Quando somos jovens, nunca pensamos que vamos envelhecer e piorar, que um dia vamos morrer. Esse assunto foi amplamente abordado pela escritora francesa Simone de Beauvoir (1908-1986), uma companheira inseparável daquele grande da literatura universal, também francesa, Jean-Paul Sartre (1905-1980). No livro Velhice, foi dito com razão que “Com sua provada lucidez e bravura, Simone de Beauvoir enfrenta um dos problemas mais prementes da sociedade contemporânea: a velhice.

Pessoas idosas são seres humanos? O mundo de hoje parece negar, recusando-se a admitir que eles têm as mesmas necessidades, os mesmos direitos que os outros. Velhice: vítima de marginalização cruel, ameaçada pela solidão e pela miséria. Muitas vezes, pretende-se ignorar esta situação. E não é incomum associar a velhice à doença, a algo que nem pode ser nomeado. Este livro tenta descobrir a verdadeira condição do antigo, tenta ouvir uma voz que deve ser reconhecida como humana. A miséria dos idosos é um sinal de fracasso da civilização contemporânea “.

A velhice é um livro extraordinário que denuncia o abandono a que os idosos estão sujeitos. “Dizer que velho e pobre é quase um pleonasmo”, disse Simone de Beauvoir. Muitos idosos vivem de caridade, principalmente de organizações de voluntários, que cuidam, principalmente de idosos abandonados, pobres e desamparados. Embora seja verdade, das esferas mais altas dos governos abundam discursos falsamente respeitosos, em comparação com o tratamento real dado à antiga e pura hipocrisia. O velho se torna um obstáculo, um fardo, porque ele não faz mais parte da população economicamente ativa e, portanto, é condenado à “morte social”.

A “morte social” é gradualmente estabelecida, quando nossas faculdades ficam turvas, a memória falha e a saúde é frágil, mas também pode ser porque o velho homem e a sociedade têm dificuldade em se comunicar, se expressar e ocupar um lugar digno na sociedade. .
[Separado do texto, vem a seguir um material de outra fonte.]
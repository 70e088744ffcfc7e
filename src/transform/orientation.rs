use itertools::Itertools;
use nalgebra::Matrix4;
use ndarray::Axis;
use snafu::{ensure, Snafu};
use std::fmt;
use std::str::FromStr;

use crate::errors::GeometryError;
use crate::transform::AffineTransform;
use crate::volume::{Volume, SPATIAL_AXES};

/// Letters naming the positive (RAS) and negative direction of each world axis
const POSITIVE_LETTERS: [char; 3] = ['R', 'A', 'S'];
const NEGATIVE_LETTERS: [char; 3] = ['L', 'P', 'I'];

#[derive(Debug, Snafu, PartialEq, Eq)]
#[snafu(display(
    "invalid axis convention '{}': expected R|L, A|P and S|I in that order (e.g. LAS)",
    code
))]
pub struct ConventionError {
    code: String,
}

/// Anatomical axis convention, e.g. `RAS` or `LAS`.
///
/// Each letter picks the positive direction of one world axis. Conventions are
/// expressed relative to RAS by the set of world axes they flip.
#[derive(Debug, Clone, Copy, PartialEq, Eq, Hash)]
pub struct AxisConvention {
    flipped: [bool; 3],
}

impl AxisConvention {
    pub const RAS: AxisConvention = AxisConvention {
        flipped: [false, false, false],
    };
    /// Radiological convention
    pub const LAS: AxisConvention = AxisConvention {
        flipped: [true, false, false],
    };
    /// DICOM patient convention
    pub const LPS: AxisConvention = AxisConvention {
        flipped: [true, true, false],
    };

    /// Whether the positive direction of `world_axis` is opposite to RAS
    pub fn is_flipped(&self, world_axis: usize) -> bool {
        self.flipped[world_axis]
    }
}

impl Default for AxisConvention {
    fn default() -> Self {
        AxisConvention::LAS
    }
}

impl FromStr for AxisConvention {
    type Err = ConventionError;

    fn from_str(s: &str) -> Result<Self, Self::Err> {
        let letters = s.trim().to_ascii_uppercase().chars().collect::<Vec<_>>();
        ensure!(letters.len() == 3, ConventionSnafu { code: s });

        let mut flipped = [false; 3];
        for (axis, letter) in letters.iter().enumerate() {
            flipped[axis] = match letter {
                l if *l == POSITIVE_LETTERS[axis] => false,
                l if *l == NEGATIVE_LETTERS[axis] => true,
                _ => return ConventionSnafu { code: s }.fail(),
            };
        }
        Ok(AxisConvention { flipped })
    }
}

impl fmt::Display for AxisConvention {
    fn fmt(&self, f: &mut fmt::Formatter<'_>) -> fmt::Result {
        for axis in 0..3 {
            let letter = if self.flipped[axis] {
                NEGATIVE_LETTERS[axis]
            } else {
                POSITIVE_LETTERS[axis]
            };
            write!(f, "{letter}")?;
        }
        Ok(())
    }
}

/// Which array axis encodes a world axis, and in which polarity
#[derive(Debug, Clone, Copy, PartialEq, Eq)]
pub struct AxisOrientation {
    pub array_axis: usize,
    pub flipped: bool,
}

/// Orientation of an array relative to a convention, indexed by world axis
#[derive(Debug, Clone, Copy, PartialEq, Eq)]
pub struct OrientationCode([AxisOrientation; 3]);

impl OrientationCode {
    pub fn axes(&self) -> &[AxisOrientation; 3] {
        &self.0
    }

    /// Re-express an RAS-relative code relative to another convention
    pub fn retarget(&self, convention: AxisConvention) -> OrientationCode {
        let mut axes = self.0;
        for (world_axis, axis) in axes.iter_mut().enumerate() {
            if convention.is_flipped(world_axis) {
                axis.flipped = !axis.flipped;
            }
        }
        OrientationCode(axes)
    }

    /// Whether the array already runs along the world axes in positive order
    pub fn is_canonical(&self) -> bool {
        self.0
            .iter()
            .enumerate()
            .all(|(world_axis, axis)| axis.array_axis == world_axis && !axis.flipped)
    }

    /// RAS-relative letters naming the direction each array axis points to
    pub fn axis_codes(&self) -> String {
        let mut codes = ['?'; 3];
        for (world_axis, axis) in self.0.iter().enumerate() {
            codes[axis.array_axis] = if axis.flipped {
                NEGATIVE_LETTERS[world_axis]
            } else {
                POSITIVE_LETTERS[world_axis]
            };
        }
        codes.iter().collect()
    }
}

/// RAS-relative orientation of a voxel-to-world affine.
///
/// Each world axis is assigned the array axis whose normalized direction has
/// the largest component along it. Oblique affines resolve to their dominant
/// component; any residual rotation stays in the affine.
pub fn orientation(affine: &AffineTransform) -> Result<OrientationCode, GeometryError> {
    if affine.is_singular() {
        return Err(GeometryError::SingularAffine {
            determinant: affine.determinant(),
        });
    }
    let linear = affine.linear();
    let norms = affine.column_norms();

    let mut axes = [AxisOrientation {
        array_axis: 0,
        flipped: false,
    }; 3];
    for (world_axis, axis) in axes.iter_mut().enumerate() {
        let component = |d: usize| linear[(world_axis, d)] / norms[d];
        let array_axis = (0..SPATIAL_AXES)
            .max_by(|&a, &b| component(a).abs().total_cmp(&component(b).abs()))
            .unwrap_or(world_axis);
        *axis = AxisOrientation {
            array_axis,
            flipped: component(array_axis) < 0.0,
        };
    }

    if let Some((first, second)) = (0..3)
        .tuple_combinations()
        .find(|&(a, b)| axes[a].array_axis == axes[b].array_axis)
    {
        return Err(GeometryError::AmbiguousOrientation {
            first_world_axis: first,
            second_world_axis: second,
            array_axis: axes[first].array_axis,
        });
    }
    Ok(OrientationCode(axes))
}

/// Axis codes of an affine, e.g. `"LAS"` for a radiological volume
pub fn axis_codes(affine: &AffineTransform) -> Result<String, GeometryError> {
    Ok(orientation(affine)?.axis_codes())
}

/// Maps a new voxel index to the old one for a reorientation
fn reorientation_operator(code: &OrientationCode, shape: [usize; 3]) -> Matrix4<f64> {
    let mut operator = Matrix4::zeros();
    operator[(3, 3)] = 1.0;
    for (new_axis, axis) in code.axes().iter().enumerate() {
        let old_axis = axis.array_axis;
        if axis.flipped {
            operator[(old_axis, new_axis)] = -1.0;
            operator[(old_axis, 3)] = (shape[old_axis] - 1) as f64;
        } else {
            operator[(old_axis, new_axis)] = 1.0;
        }
    }
    operator
}

/// Reorder and flip the spatial axes of a volume so that array axis `i` runs
/// along the positive direction of world axis `i` in `target`.
///
/// The affine is rewritten so that every voxel keeps its world position.
/// Trailing non-spatial axes are carried through unchanged.
pub fn canonicalize(volume: &Volume, target: AxisConvention) -> Result<Volume, GeometryError> {
    let source = orientation(volume.affine())?;
    let code = source.retarget(target);
    if code.is_canonical() {
        return Ok(volume.clone());
    }

    let permutation = code
        .axes()
        .iter()
        .map(|axis| axis.array_axis)
        .chain(SPATIAL_AXES..volume.ndim())
        .collect::<Vec<_>>();
    let mut view = volume.data().view().permuted_axes(permutation.as_slice());
    for (new_axis, axis) in code.axes().iter().enumerate() {
        if axis.flipped {
            view.invert_axis(Axis(new_axis));
        }
    }
    let data = view.as_standard_layout().into_owned();

    let operator = reorientation_operator(&code, volume.spatial_shape());
    let affine = AffineTransform::from_matrix(volume.affine().matrix() * operator)?;
    tracing::debug!(
        "Reoriented {} to {} with permutation {:?}",
        source.axis_codes(),
        target,
        permutation
    );
    Volume::new(data, affine)
}

#[cfg(test)]
mod tests {
    use super::*;
    use nalgebra::Point3;
    use ndarray::{Array3, Array4, ArrayD, IxDyn};
    use rand::rngs::StdRng;
    use rand::seq::SliceRandom;
    use rand::{Rng, SeedableRng};
    use rstest::rstest;

    use crate::transform::Transform;

    fn random_affine(rng: &mut StdRng) -> AffineTransform {
        let mut permutation = [0usize, 1, 2];
        permutation.shuffle(rng);
        let mut rows = [[0.0; 4]; 4];
        for (array_axis, &world_axis) in permutation.iter().enumerate() {
            let sign = if rng.gen::<bool>() { 1.0 } else { -1.0 };
            rows[world_axis][array_axis] = sign * rng.gen_range(0.5..3.0);
        }
        for row in rows.iter_mut().take(3) {
            row[3] = rng.gen_range(-100.0..100.0);
        }
        rows[3][3] = 1.0;
        AffineTransform::from_rows(rows).unwrap()
    }

    fn random_volume(rng: &mut StdRng, shape: &[usize]) -> Volume {
        let len = shape.iter().product::<usize>();
        let samples = (0..len).map(|_| rng.gen::<f32>()).collect();
        let data = ArrayD::from_shape_vec(IxDyn(shape), samples).unwrap();
        Volume::new(data, random_affine(rng)).unwrap()
    }

    #[rstest]
    #[case("RAS", AxisConvention::RAS)]
    #[case("las", AxisConvention::LAS)]
    #[case("LPS", AxisConvention::LPS)]
    #[case("RPI", AxisConvention { flipped: [false, true, true] })]
    fn test_parse_convention(#[case] code: &str, #[case] expected: AxisConvention) {
        let convention = code.parse::<AxisConvention>().unwrap();
        assert_eq!(convention, expected);
        assert_eq!(convention.to_string(), code.to_ascii_uppercase());
    }

    #[rstest]
    #[case("LA")]
    #[case("ALS")]
    #[case("LASX")]
    #[case("XYZ")]
    fn test_parse_convention_invalid(#[case] code: &str) {
        assert!(code.parse::<AxisConvention>().is_err());
    }

    #[rstest]
    #[case([[1.0, 0.0, 0.0], [0.0, 1.0, 0.0], [0.0, 0.0, 1.0]], "RAS")]
    #[case([[-1.0, 0.0, 0.0], [0.0, 1.0, 0.0], [0.0, 0.0, 1.0]], "LAS")]
    #[case([[-1.0, 0.0, 0.0], [0.0, -1.0, 0.0], [0.0, 0.0, 1.0]], "LPS")]
    // Array axes run posterior, inferior, left
    #[case([[0.0, 0.0, -1.0], [-1.0, 0.0, 0.0], [0.0, -1.0, 0.0]], "PIL")]
    // 20 degree oblique rotation about z keeps its dominant components
    #[case([[0.9397, -0.3420, 0.0], [0.3420, 0.9397, 0.0], [0.0, 0.0, 1.0]], "RAS")]
    fn test_axis_codes(#[case] linear: [[f64; 3]; 3], #[case] expected: &str) {
        let mut rows = AffineTransform::identity().rows();
        for r in 0..3 {
            rows[r][..3].copy_from_slice(&linear[r]);
        }
        let affine = AffineTransform::from_rows(rows).unwrap();
        assert_eq!(axis_codes(&affine).unwrap(), expected);
    }

    #[test]
    fn test_pil_to_las() {
        // Array axes (P, I, L) relative to RAS
        let affine = AffineTransform::from_rows([
            [0.0, 0.0, -2.0, 10.0],
            [-1.0, 0.0, 0.0, 20.0],
            [0.0, -3.0, 0.0, 30.0],
            [0.0, 0.0, 0.0, 1.0],
        ])
        .unwrap();
        let code = orientation(&affine).unwrap();
        assert_eq!(
            code.axes(),
            &[
                AxisOrientation { array_axis: 2, flipped: true },
                AxisOrientation { array_axis: 0, flipped: true },
                AxisOrientation { array_axis: 1, flipped: true },
            ]
        );
        // Relative to LAS the left-pointing axis is no longer flipped
        assert_eq!(
            code.retarget(AxisConvention::LAS).axes()[0],
            AxisOrientation { array_axis: 2, flipped: false }
        );

        let data = Array3::from_shape_fn((4, 5, 6), |(p, i, l)| (p * 100 + i * 10 + l) as f32);
        let volume = Volume::new(data.into_dyn(), affine).unwrap();
        let canonical = canonicalize(&volume, AxisConvention::LAS).unwrap();

        assert_eq!(canonical.spatial_shape(), [6, 4, 5]);
        assert_eq!(axis_codes(canonical.affine()).unwrap(), "LAS");
        // New (l, a, s) = old (p = 3 - a, i = 4 - s, l)
        assert_eq!(canonical.data()[[2, 0, 0]], volume.data()[[3, 4, 2]]);
        assert_eq!(canonical.data()[[5, 3, 4]], volume.data()[[0, 0, 5]]);
        assert_eq!(canonical.spacing(), crate::metadata::Spacing::new(2.0, 1.0, 3.0));
    }

    #[rstest]
    #[case(AxisConvention::RAS)]
    #[case(AxisConvention::LAS)]
    #[case(AxisConvention::LPS)]
    fn test_idempotent(#[case] target: AxisConvention) {
        let mut rng = StdRng::seed_from_u64(7);
        for _ in 0..10 {
            let volume = random_volume(&mut rng, &[3, 4, 5]);
            let once = canonicalize(&volume, target).unwrap();
            let twice = canonicalize(&once, target).unwrap();
            assert_eq!(once, twice);
            assert!(orientation(once.affine()).unwrap().retarget(target).is_canonical());
            assert_eq!(axis_codes(once.affine()).unwrap(), target.to_string());
        }
    }

    #[test]
    fn test_world_positions_preserved() {
        let mut rng = StdRng::seed_from_u64(42);
        for _ in 0..10 {
            let volume = random_volume(&mut rng, &[3, 4, 5]);
            let canonical = canonicalize(&volume, AxisConvention::LAS).unwrap();
            let inverse = canonical.affine().inverse().unwrap();

            for ((i, j, k), value) in volume
                .data()
                .view()
                .into_dimensionality::<ndarray::Ix3>()
                .unwrap()
                .indexed_iter()
            {
                let world = volume.voxel_to_world([i as f64, j as f64, k as f64]);
                let index = inverse.apply(&world);
                let rounded = index.map(f64::round);
                assert!((index - rounded).norm() < 1e-6);

                let new_index = [rounded.x as usize, rounded.y as usize, rounded.z as usize];
                let moved = canonical.voxel_to_world(new_index.map(|v| v as f64));
                assert!((moved - world).norm() < 1e-6);
                assert_eq!(canonical.data()[&new_index[..]], *value);
            }
        }
    }

    #[test]
    fn test_channels_carried() {
        let affine = AffineTransform::from_rows([
            [0.0, 1.0, 0.0, 0.0],
            [1.0, 0.0, 0.0, 0.0],
            [0.0, 0.0, -1.0, 0.0],
            [0.0, 0.0, 0.0, 1.0],
        ])
        .unwrap();
        let data = Array4::from_shape_fn((2, 3, 4, 2), |(x, y, z, c)| {
            (x * 1000 + y * 100 + z * 10 + c) as f32
        });
        let volume = Volume::new(data.into_dyn(), affine).unwrap();
        let canonical = canonicalize(&volume, AxisConvention::RAS).unwrap();

        assert_eq!(canonical.data().shape(), &[3, 2, 4, 2]);
        for c in 0..2 {
            // New (r, a, s) = old (a, r, 3 - s)
            assert_eq!(canonical.data()[[1, 0, 0, c]], volume.data()[[0, 1, 3, c]]);
            assert_eq!(canonical.data()[[2, 1, 3, c]], volume.data()[[1, 2, 0, c]]);
        }
        assert_eq!(
            canonical.voxel_to_world([0.0, 0.0, 0.0]),
            volume.voxel_to_world([0.0, 0.0, 3.0])
        );
        assert_eq!(canonical.voxel_to_world([0.0, 0.0, 0.0]), Point3::new(0.0, 0.0, -3.0));
    }

    #[test]
    fn test_singular_affine() {
        let mut rows = AffineTransform::identity().rows();
        rows[2][2] = 0.0;
        let volume = Volume::zeros(&[2, 2, 2], AffineTransform::from_rows(rows).unwrap()).unwrap();
        assert!(matches!(
            canonicalize(&volume, AxisConvention::LAS),
            Err(GeometryError::SingularAffine { .. })
        ));
    }

    #[test]
    fn test_ambiguous_orientation() {
        // Columns 0 and 1 both point mostly along x; column 2 is mostly y
        let affine = AffineTransform::from_rows([
            [1.0, 0.9, 0.0, 0.0],
            [0.1, -0.3, 0.9, 0.0],
            [0.0, 0.3, 0.5, 0.0],
            [0.0, 0.0, 0.0, 1.0],
        ])
        .unwrap();
        let volume = Volume::zeros(&[2, 2, 2], affine).unwrap();
        assert!(matches!(
            canonicalize(&volume, AxisConvention::LAS),
            Err(GeometryError::AmbiguousOrientation { .. })
        ));
    }
}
Algo totalmente diferente aconteceu nas civilizações antigas, pois nelas a velhice era honrada e reconhecida como um estágio cheio de sabedoria, por isso havia o Conselho dos Anciãos, um corpo importante que os monarcas não podiam prescindir; Além disso, antes de tomar decisões importantes, você deve consultá-las.
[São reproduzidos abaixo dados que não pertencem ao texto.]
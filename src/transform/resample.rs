use nalgebra::{Matrix3, Point3, Vector3};
use ndarray::{ArrayD, IxDyn};
use rayon::prelude::*;
use snafu::{ensure, ResultExt, Snafu};
use std::fmt;

use crate::errors::GeometryError;
use crate::transform::AffineTransform;
use crate::volume::{Volume, SPATIAL_AXES};

pub const DEFAULT_FILL_VALUE: f32 = 0.0;

/// Fractional indices this close outside the grid still count as inside
const BOUNDS_TOLERANCE: f64 = 1e-6;
/// Half-width of the single sample along a length-one axis
const SINGLETON_HALF_WIDTH: f64 = 0.5;
const MAX_RANK: usize = SPATIAL_AXES + 1;

#[derive(Default, Debug, Clone, Copy, PartialEq, Eq, clap::ValueEnum)]
pub enum Interpolation {
    Nearest,
    #[default]
    Trilinear,
}

impl fmt::Display for Interpolation {
    fn fmt(&self, f: &mut fmt::Formatter<'_>) -> fmt::Result {
        let interpolation_str = match self {
            Interpolation::Nearest => "nearest",
            Interpolation::Trilinear => "trilinear",
        };
        write!(f, "{interpolation_str}")
    }
}

#[derive(Debug, Snafu)]
#[snafu(visibility(pub))]
pub enum ResampleError {
    #[snafu(display(
        "dimension mismatch: {} volume has {} axes, expected {} or {}",
        role,
        ndim,
        SPATIAL_AXES,
        MAX_RANK
    ))]
    UnsupportedRank { role: &'static str, ndim: usize },

    #[snafu(display(
        "dimension mismatch: moving volume has {} channels, fixed volume has {}",
        moving,
        fixed
    ))]
    ChannelMismatch { moving: usize, fixed: usize },

    #[snafu(display("cannot resample: {}", source))]
    Geometry { source: GeometryError },

    #[snafu(display("cannot build output of shape {:?}", shape))]
    OutputShape {
        shape: Vec<usize>,
        source: ndarray::ShapeError,
    },
}

impl ResampleError {
    /// Whether the error concerns array dimensions rather than geometry
    pub fn is_dimension_mismatch(&self) -> bool {
        matches!(
            self,
            ResampleError::UnsupportedRank { .. } | ResampleError::ChannelMismatch { .. }
        )
    }
}

/// Resamples a moving volume onto the grid of a fixed volume
#[derive(Debug, Clone, Copy, PartialEq)]
pub struct Resampler {
    pub interpolation: Interpolation,
    pub fill_value: f32,
}

impl Default for Resampler {
    fn default() -> Self {
        Resampler {
            interpolation: Interpolation::default(),
            fill_value: DEFAULT_FILL_VALUE,
        }
    }
}

impl Resampler {
    pub fn new(interpolation: Interpolation, fill_value: f32) -> Self {
        Resampler {
            interpolation,
            fill_value,
        }
    }

    /// Sample `moving` on `fixed`'s grid, where `transform` maps moving world
    /// coordinates to fixed world coordinates.
    ///
    /// The output has `fixed`'s spatial shape and affine and `moving`'s
    /// channels. Samples that fall outside `moving` take the fill value.
    pub fn resample(
        &self,
        moving: &Volume,
        fixed: &Volume,
        transform: &AffineTransform,
    ) -> Result<Volume, ResampleError> {
        ensure!(
            moving.ndim() <= MAX_RANK,
            UnsupportedRankSnafu {
                role: "moving",
                ndim: moving.ndim()
            }
        );
        ensure!(
            fixed.ndim() <= MAX_RANK,
            UnsupportedRankSnafu {
                role: "fixed",
                ndim: fixed.ndim()
            }
        );
        if let (Some(moving_channels), Some(fixed_channels)) = (moving.channels(), fixed.channels()) {
            ensure!(
                moving_channels == fixed_channels,
                ChannelMismatchSnafu {
                    moving: moving_channels,
                    fixed: fixed_channels
                }
            );
        }

        // Fixed voxel index to moving voxel index
        let index_map = moving
            .affine()
            .inverse()
            .and_then(|moving_inverse| {
                Ok(moving_inverse
                    .compose(&transform.inverse()?)
                    .compose(fixed.affine()))
            })
            .context(GeometrySnafu)?;
        let linear = index_map.linear();
        let offset = index_map.translation_part();

        let samples = moving.samples();
        let sampler = Sampler {
            samples: &samples,
            shape: moving.spatial_shape(),
            channels: moving.channels().unwrap_or(1),
            fill_value: self.fill_value,
            interpolation: self.interpolation,
        };

        let [fx, fy, fz] = fixed.spatial_shape();
        let channels = sampler.channels;
        let slab_len = fy * fz * channels;
        let mut output = vec![self.fill_value; fx * slab_len];
        output
            .par_chunks_mut(slab_len)
            .enumerate()
            .for_each(|(x, slab)| {
                for (voxel, values) in slab.chunks_mut(channels).enumerate() {
                    let (y, z) = (voxel / fz, voxel % fz);
                    let index = map_index(&linear, &offset, x, y, z);
                    sampler.sample(&index, values);
                }
            });

        let mut shape = vec![fx, fy, fz];
        shape.extend(moving.channels());
        let data = ArrayD::from_shape_vec(IxDyn(&shape), output)
            .context(OutputShapeSnafu { shape: shape.clone() })?;
        tracing::debug!(
            "Resampled {:?} onto {:?} with {} interpolation",
            moving.data().shape(),
            shape,
            self.interpolation
        );
        Volume::new(data, *fixed.affine()).context(GeometrySnafu)
    }
}

/// Resample with an explicit interpolation mode and fill value
pub fn resample(
    moving: &Volume,
    fixed: &Volume,
    transform: &AffineTransform,
    interpolation: Interpolation,
    fill_value: f32,
) -> Result<Volume, ResampleError> {
    Resampler::new(interpolation, fill_value).resample(moving, fixed, transform)
}

fn map_index(linear: &Matrix3<f64>, offset: &Vector3<f64>, x: usize, y: usize, z: usize) -> Point3<f64> {
    Point3::from(linear * Vector3::new(x as f64, y as f64, z as f64) + offset)
}

/// Neighbouring samples and the weight of the upper one along one axis
#[derive(Debug, Clone, Copy, PartialEq)]
struct AxisWeights {
    lower: usize,
    upper: usize,
    weight: f64,
}

impl AxisWeights {
    fn new(position: f64, len: usize) -> Option<Self> {
        if len == 1 {
            return (position.abs() <= SINGLETON_HALF_WIDTH).then_some(AxisWeights {
                lower: 0,
                upper: 0,
                weight: 0.0,
            });
        }
        let last = (len - 1) as f64;
        if position < -BOUNDS_TOLERANCE || position > last + BOUNDS_TOLERANCE {
            return None;
        }
        let position = position.clamp(0.0, last);
        let lower = (position.floor() as usize).min(len - 2);
        Some(AxisWeights {
            lower,
            upper: lower + 1,
            weight: position - lower as f64,
        })
    }
}

struct Sampler<'a> {
    samples: &'a [f32],
    shape: [usize; 3],
    channels: usize,
    fill_value: f32,
    interpolation: Interpolation,
}

impl Sampler<'_> {
    fn offset(&self, x: usize, y: usize, z: usize) -> usize {
        ((x * self.shape[1] + y) * self.shape[2] + z) * self.channels
    }

    /// Write the sample at a fractional moving index into `values`, one per channel
    fn sample(&self, index: &Point3<f64>, values: &mut [f32]) {
        match self.interpolation {
            Interpolation::Nearest => self.nearest(index, values),
            Interpolation::Trilinear => self.trilinear(index, values),
        }
    }

    fn nearest(&self, index: &Point3<f64>, values: &mut [f32]) {
        let mut rounded = [0usize; 3];
        for (axis, target) in rounded.iter_mut().enumerate() {
            let position = index[axis].round();
            if position < 0.0 || position > (self.shape[axis] - 1) as f64 {
                values.fill(self.fill_value);
                return;
            }
            *target = position as usize;
        }
        let start = self.offset(rounded[0], rounded[1], rounded[2]);
        values.copy_from_slice(&self.samples[start..start + self.channels]);
    }

    fn trilinear(&self, index: &Point3<f64>, values: &mut [f32]) {
        let (Some(wx), Some(wy), Some(wz)) = (
            AxisWeights::new(index.x, self.shape[0]),
            AxisWeights::new(index.y, self.shape[1]),
            AxisWeights::new(index.z, self.shape[2]),
        ) else {
            values.fill(self.fill_value);
            return;
        };

        for (channel, value) in values.iter_mut().enumerate() {
            let mut total = 0.0;
            for (x, fx) in [(wx.lower, 1.0 - wx.weight), (wx.upper, wx.weight)] {
                for (y, fy) in [(wy.lower, 1.0 - wy.weight), (wy.upper, wy.weight)] {
                    for (z, fz) in [(wz.lower, 1.0 - wz.weight), (wz.upper, wz.weight)] {
                        let factor = fx * fy * fz;
                        if factor != 0.0 {
                            total += factor * f64::from(self.samples[self.offset(x, y, z) + channel]);
                        }
                    }
                }
            }
            *value = total as f32;
        }
    }
}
A questão da velhice, com a pandemia de coronavírus, ganhou interesse no mundo, especialmente em países onde a população tem vida longa; No artigo “The Coronavirus Debates”, Lolo Echeverría destaca: “O primeiro erro neste debate é confundir idosos com vulneráveis. As pessoas vulneráveis ​​são porque têm doenças que podem ser agravadas fatalmente, não por causa da idade. O segundo erro é acreditar que os idosos perderam a liberdade e não podem decidir por si mesmos. Os governos, que se copiam, propõem que os antigos sejam confinados por mais tempo. Van den Leyen, da Comunidade Européia, disse que eles deveriam ser confinados até pelo menos o Natal e o presidente do conselho científico, uma certa Delfraissy, propõe o confinamento até que haja uma vacina.

Vale lembrar o que o Dr. Marco Proaño Maya disse em 2005, na reunião da Seguridade Social Mundial no Japão: “Um país que não respeita seus idosos, está longe da justiça e muito próximo da vergonha. “

Nota: Tradução livre.

Fonte: www.larepublica.ec/blog/opinion/2020/05/14/

Por:  Alberto Molina Flores  Guayaquil, Equador
Imagem: matra.org.br/
Nota do Blog: no vídeo, cujo link está logo a seguir Cristina Pinto do Psicología para la Persona Mayor e Francisco Olavarria do Qu Mayior conversam sobre IDADISMO.  Clic para assistir:

2 thoughts on “Confundir velhice com vulnerabilidade é idadismo

  1. Infelizmente, ainda existe muito preconceito contra idosos. E, conforme você diz, é comum achar que vulnerabilidade é sinônimo de velhice. Todas as pessoas, de todas as idades, sao vulneráveis. Umas mais, outras menos. Principalmente neste tempo difícil em que todos estamos vivendo. O que escrevi é óbvio. Mas muitos não se dao conta ou não querem.

    1. Bom dia, Heloisa que bom que você voltou.
      No mesmo tom, posto a seguir uma entrevista da Prof. Anita Liberalesso Nery.
      Grande abraço, Estamos juntas nessa tarefa.
      Abraço.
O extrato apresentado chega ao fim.